## WORK ITEM:
Could you reproduce the lines below from the one with "DNS provider credentials" through the one with "can be handed"? Keep both ends and add nothing.

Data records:
════
//! Configuration errors
//!
//! Every variant names the option the operator has to fix. All of them are
//! fatal: the daemon must not start with an invalid configuration.

use std::path::PathBuf;

use certsmith_common::SecretError;
use miette::Diagnostic;
use thiserror::Error;

#[derive(Debug, Error, Diagnostic)]
pub enum ConfigError {
    #[error("A comma-separated list of domain names must be provided through DOMAINS environment variable")]
    #[diagnostic(code(certsmith::config::missing_domains))]
    MissingDomains,

    #[error("Invalid domain '{domain}': {reason}")]
    #[diagnostic(
        code(certsmith::config::invalid_domain),
        help("set FILENAME explicitly or fix the first entry of DOMAINS")
    )]
    InvalidDomain { domain: String, reason: String },

    #[error("An email must be provided through ACCOUNT_EMAIL environment variable")]
    #[diagnostic(code(certsmith::config::missing_email))]
    MissingEmail,

    #[error("It is mandatory to agree to Let's Encrypt Terms of Service through LE_TOS_AGREED environment variable (got '{value}')")]
    #[diagnostic(code(certsmith::config::terms_not_accepted))]
    TermsNotAccepted { value: String },

    #[error("Unknown private key type '{block}' in {}", path.display())]
    #[diagnostic(
        code(certsmith::config::unknown_key_format),
        help("ACCOUNT_KEY_FILE must hold an RSA PRIVATE KEY, EC PRIVATE KEY or PRIVATE KEY block")
    )]
    UnknownKeyFormat { path: PathBuf, block: String },

    #[error("Invalid account key in {}: {reason}", path.display())]
    #[diagnostic(code(certsmith::config::invalid_account_key))]
    InvalidAccountKey { path: PathBuf, reason: String },

    #[error("Invalid CA directory: {value}")]
    #[diagnostic(
        code(certsmith::config::invalid_ca_directory),
        help("CA_DIR accepts STAGING, PRODUCTION, TEST or an http(s) URL")
    )]
    InvalidCADirectory { value: String },

    #[error("Invalid key type. Allowed values are 'RSA2048', 'RSA4096' and 'RSA8192'.")]
    #[diagnostic(code(certsmith::config::invalid_key_type), help("check LE_CRT_KEY_TYPE"))]
    InvalidKeyType { value: String },

    #[error("Invalid DNS timeout '{value}': DNS_TIMEOUT must be a non-negative number of seconds")]
    #[diagnostic(code(certsmith::config::invalid_timeout))]
    InvalidTimeout { value: String },

    #[error("Invalid boolean '{value}' for {variable}")]
    #[diagnostic(
        code(certsmith::config::invalid_boolean),
        help("accepted values: 1, t, T, TRUE, true, True, 0, f, F, FALSE, false, False")
    )]
    InvalidBoolean { variable: &'static str, value: String },

    #[error("Invalid DNS auth token. Use one of 'DNS_AUTH_TOKEN_VAULT', 'DNS_AUTH_TOKEN_FILE' or 'DNS_AUTH_TOKEN' env variable")]
    #[diagnostic(code(certsmith::config::missing_credential))]
    MissingCredential,

    #[error("Invalid DNS auth token secret name: DNS_AUTH_TOKEN_SECRET must not be empty when DNS_AUTH_TOKEN_VAULT is set")]
    #[diagnostic(code(certsmith::config::invalid_vault_secret))]
    InvalidVaultSecret,

    #[error("Failed to retrieve DNS auth token configured by {variable}")]
    #[diagnostic(code(certsmith::config::secret))]
    Secret {
        variable: &'static str,
        #[source]
        source: SecretError,
    },

    #[error("{context}")]
    #[diagnostic(code(certsmith::config::io))]
    Io {
        context: String,
        #[source]
        source: std::io::Error,
    },

    #[error("Failed to read configuration from the environment: {0}")]
    #[diagnostic(code(certsmith::config::environment))]
    Environment(#[from] envy::Error),
}

impl ConfigError {
    pub(crate) fn io(context: impl Into<String>, source: std::io::Error) -> Self {
        ConfigError::Io {
            context: context.into(),
            source,
        }
    }
}
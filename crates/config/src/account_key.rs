//! ACME account key loading and generation
//!
//! Loading and generation are separate steps: [`AccountKey::load`] reports a
//! missing file as `Ok(None)` and the caller decides to generate. An existing
//! key file is never overwritten.

use std::fmt;
use std::fs::OpenOptions;
use std::io::{ErrorKind, Write};
use std::path::Path;

use p256::pkcs8::{DecodePrivateKey, EncodePrivateKey, LineEnding};
use rand::rngs::OsRng;
use rsa::pkcs1::DecodeRsaPrivateKey;
use rsa::RsaPrivateKey;
use tracing::{debug, info};

use crate::errors::ConfigError;

const PEM_RSA_PKCS1: &str = "RSA PRIVATE KEY";
const PEM_EC_SEC1: &str = "EC PRIVATE KEY";
const PEM_PKCS8: &str = "PRIVATE KEY";

/// Private key identifying the ACME account
#[derive(Clone)]
pub enum AccountKey {
    Rsa(Box<RsaPrivateKey>),
    EcdsaP256(p256::SecretKey),
}

impl AccountKey {
    /// Load the key stored at `path`
    ///
    /// Returns `Ok(None)` when the file does not exist.
    pub fn load(path: &Path) -> Result<Option<Self>, ConfigError> {
        let bytes = match std::fs::read(path) {
            Ok(bytes) => bytes,
            Err(e) if e.kind() == ErrorKind::NotFound => return Ok(None),
            Err(e) => {
                return Err(ConfigError::io(
                    format!("Failed to read account key {}", path.display()),
                    e,
                ))
            }
        };

        let block = pem::parse(&bytes).map_err(|e| ConfigError::InvalidAccountKey {
            path: path.to_path_buf(),
            reason: e.to_string(),
        })?;

        let invalid = |reason: String| ConfigError::InvalidAccountKey {
            path: path.to_path_buf(),
            reason,
        };

        let key = match block.tag() {
            PEM_RSA_PKCS1 => RsaPrivateKey::from_pkcs1_der(block.contents())
                .map(|k| AccountKey::Rsa(Box::new(k)))
                .map_err(|e| invalid(e.to_string()))?,
            PEM_EC_SEC1 => p256::SecretKey::from_sec1_der(block.contents())
                .map(AccountKey::EcdsaP256)
                .map_err(|e| invalid(e.to_string()))?,
            PEM_PKCS8 => Self::from_pkcs8(block.contents()).map_err(invalid)?,
            other => {
                return Err(ConfigError::UnknownKeyFormat {
                    path: path.to_path_buf(),
                    block: other.to_string(),
                })
            }
        };

        debug!(
            path = %path.display(),
            algorithm = key.algorithm(),
            "Loaded account key"
        );
        Ok(Some(key))
    }

    fn from_pkcs8(der: &[u8]) -> Result<Self, String> {
        if let Ok(key) = RsaPrivateKey::from_pkcs8_der(der) {
            return Ok(AccountKey::Rsa(Box::new(key)));
        }
        p256::SecretKey::from_pkcs8_der(der)
            .map(AccountKey::EcdsaP256)
            .map_err(|e| format!("PKCS#8 key is neither RSA nor P-256: {e}"))
    }

    /// Generate a P-256 key and write it to `path` as SEC1 PEM (mode 0600)
    ///
    /// Fails if the file already exists.
    pub fn generate_and_persist(path: &Path) -> Result<Self, ConfigError> {
        let secret = p256::SecretKey::random(&mut OsRng);
        let pem = secret
            .to_sec1_pem(LineEnding::LF)
            .map_err(|e| ConfigError::InvalidAccountKey {
                path: path.to_path_buf(),
                reason: e.to_string(),
            })?;

        let mut options = OpenOptions::new();
        options.write(true).create_new(true);
        #[cfg(unix)]
        {
            use std::os::unix::fs::OpenOptionsExt;
            options.mode(0o600);
        }

        let context = || format!("Failed to write account key {}", path.display());
        let mut file = options
            .open(path)
            .map_err(|e| ConfigError::io(context(), e))?;
        file.write_all(pem.as_bytes())
            .and_then(|_| file.sync_all())
            .map_err(|e| ConfigError::io(context(), e))?;

        info!(path = %path.display(), "Generated new ECDSA P-256 account key");
        Ok(AccountKey::EcdsaP256(secret))
    }

    /// Load the key at `path`, generating it first when missing
    pub fn load_or_generate(path: &Path) -> Result<Self, ConfigError> {
        match Self::load(path)? {
            Some(key) => Ok(key),
            None => Self::generate_and_persist(path),
        }
    }

    /// Encode the key as PKCS#8 DER
    pub fn to_pkcs8_der(&self) -> Result<Vec<u8>, p256::pkcs8::Error> {
        let document = match self {
            AccountKey::Rsa(key) => key.to_pkcs8_der()?,
            AccountKey::EcdsaP256(key) => key.to_pkcs8_der()?,
        };
        Ok(document.as_bytes().to_vec())
    }

    /// Human-readable algorithm name
    pub fn algorithm(&self) -> &'static str {
        match self {
            AccountKey::Rsa(_) => "RSA",
            AccountKey::EcdsaP256(_) => "ECDSA P-256",
        }
    }
}

impl fmt::Debug for AccountKey {
    fn fmt(&self, f: &mut fmt::Formatter<'_>) -> fmt::Result {
        f.debug_tuple("AccountKey")
            .field(&self.algorithm())
            .finish()
    }
}

impl PartialEq for AccountKey {
    fn eq(&self, other: &Self) -> bool {
        match (self, other) {
            (AccountKey::Rsa(a), AccountKey::Rsa(b)) => a == b,
            (AccountKey::EcdsaP256(a), AccountKey::EcdsaP256(b)) => a == b,
            _ => false,
        }
    }
}
//! Secret sources for DNS provider credentials
//!
//! A secret is a single opaque string. Two backing media are supported, each
//! behind its own capability trait so the configuration resolver can be handed
//! real stores in production and fixed values in tests:
//!
//! - [`FileSecretSource`] - reads a token from a local file ([`FileStore`])
//! - [`VaultSecretSource`] - fetches a named secret from a remote key vault
//!   ([`AzureKeyVault`])
//!
//! [`StaticSecretSource`] implements both traits with a value held in memory.
//! [`SecretRegistry`] bundles one instance of each and is passed by reference
//! into the resolver.

mod azure;
mod file;

pub use azure::{AmbientCredential, AzureKeyVault, KEY_VAULT_API_VERSION};
pub use file::FileStore;

use std::fmt::Debug;
use std::path::{Path, PathBuf};
use std::sync::Arc;

use async_trait::async_trait;
use thiserror::Error;

/// Result type for secret lookups
pub type SecretResult<T> = Result<T, SecretError>;

/// Errors that can occur while retrieving a secret
#[derive(Debug, Error)]
pub enum SecretError {
    /// The backing file could not be read
    #[error("Failed to read secret file '{}': {source}", path.display())]
    Io {
        path: PathBuf,
        #[source]
        source: std::io::Error,
    },

    /// The secret exists but is empty once the trailing newline is removed
    #[error("Invalid token found in {location}")]
    EmptySecret { location: String },

    /// Authentication against the secret store failed
    #[error("Secret store authentication failed: {0}")]
    Auth(String),

    /// The named secret does not exist in the store
    #[error("Secret '{name}' not found in {store}")]
    NotFound { store: String, name: String },

    /// Transport or protocol failure talking to the store
    #[error("Secret store request failed: {0}")]
    Request(String),
}

/// Secret source backed by local files
#[async_trait]
pub trait FileSecretSource: Send + Sync + Debug {
    /// Read the token stored at `path`
    async fn get_token(&self, path: &Path) -> SecretResult<String>;
}

/// Secret source backed by a remote key vault
#[async_trait]
pub trait VaultSecretSource: Send + Sync + Debug {
    /// Fetch the current value of `secret_name` from the vault at `vault_uri`
    async fn get_token(&self, vault_uri: &str, secret_name: &str) -> SecretResult<String>;
}

/// Remove exactly one trailing line break (`\n` or `\r\n`)
pub fn strip_trailing_newline(value: &str) -> &str {
    value
        .strip_suffix("\r\n")
        .or_else(|| value.strip_suffix('\n'))
        .unwrap_or(value)
}

/// In-process secret source returning a fixed value
///
/// Used for inline credentials and as a deterministic double for the real
/// stores in tests.
#[derive(Clone)]
pub struct StaticSecretSource {
    token: String,
}

impl StaticSecretSource {
    /// Create a source that always returns `token`
    pub fn new(token: impl Into<String>) -> Self {
        Self {
            token: token.into(),
        }
    }
}

impl Debug for StaticSecretSource {
    fn fmt(&self, f: &mut std::fmt::Formatter<'_>) -> std::fmt::Result {
        f.debug_struct("StaticSecretSource")
            .field("token", &"<redacted>")
            .finish()
    }
}

#[async_trait]
impl FileSecretSource for StaticSecretSource {
    async fn get_token(&self, _path: &Path) -> SecretResult<String> {
        Ok(self.token.clone())
    }
}

#[async_trait]
impl VaultSecretSource for StaticSecretSource {
    async fn get_token(&self, _vault_uri: &str, _secret_name: &str) -> SecretResult<String> {
        Ok(self.token.clone())
    }
}

/// The set of secret stores used to find the DNS provider credential
#[derive(Debug, Clone)]
pub struct SecretRegistry {
    files: Arc<dyn FileSecretSource>,
    vault: Arc<dyn VaultSecretSource>,
}

impl SecretRegistry {
    /// Build a registry from explicit store instances
    pub fn new(files: Arc<dyn FileSecretSource>, vault: Arc<dyn VaultSecretSource>) -> Self {
        Self { files, vault }
    }

    /// Production stores: local files and Azure Key Vault with ambient credentials
    pub fn default_stores() -> Self {
        Self::new(Arc::new(FileStore::new()), Arc::new(AzureKeyVault::new()))
    }

    /// Stores that answer every lookup with `token`
    pub fn fixed(token: impl Into<String>) -> Self {
        let source = Arc::new(StaticSecretSource::new(token));
        Self::new(source.clone(), source)
    }

    /// Access the file store
    pub fn files(&self) -> &dyn FileSecretSource {
        self.files.as_ref()
    }

    /// Access the key vault store
    pub fn vault(&self) -> &dyn VaultSecretSource {
        self.vault.as_ref()
    }
}

impl Default for SecretRegistry {
    fn default() -> Self {
        Self::default_stores()
    }
}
════
## SOLUTION TO THIS PROBLEM:
//! Secret sources for DNS provider credentials
//!
//! A secret is a single opaque string. Two backing media are supported, each
//! behind its own capability trait so the configuration resolver can be handed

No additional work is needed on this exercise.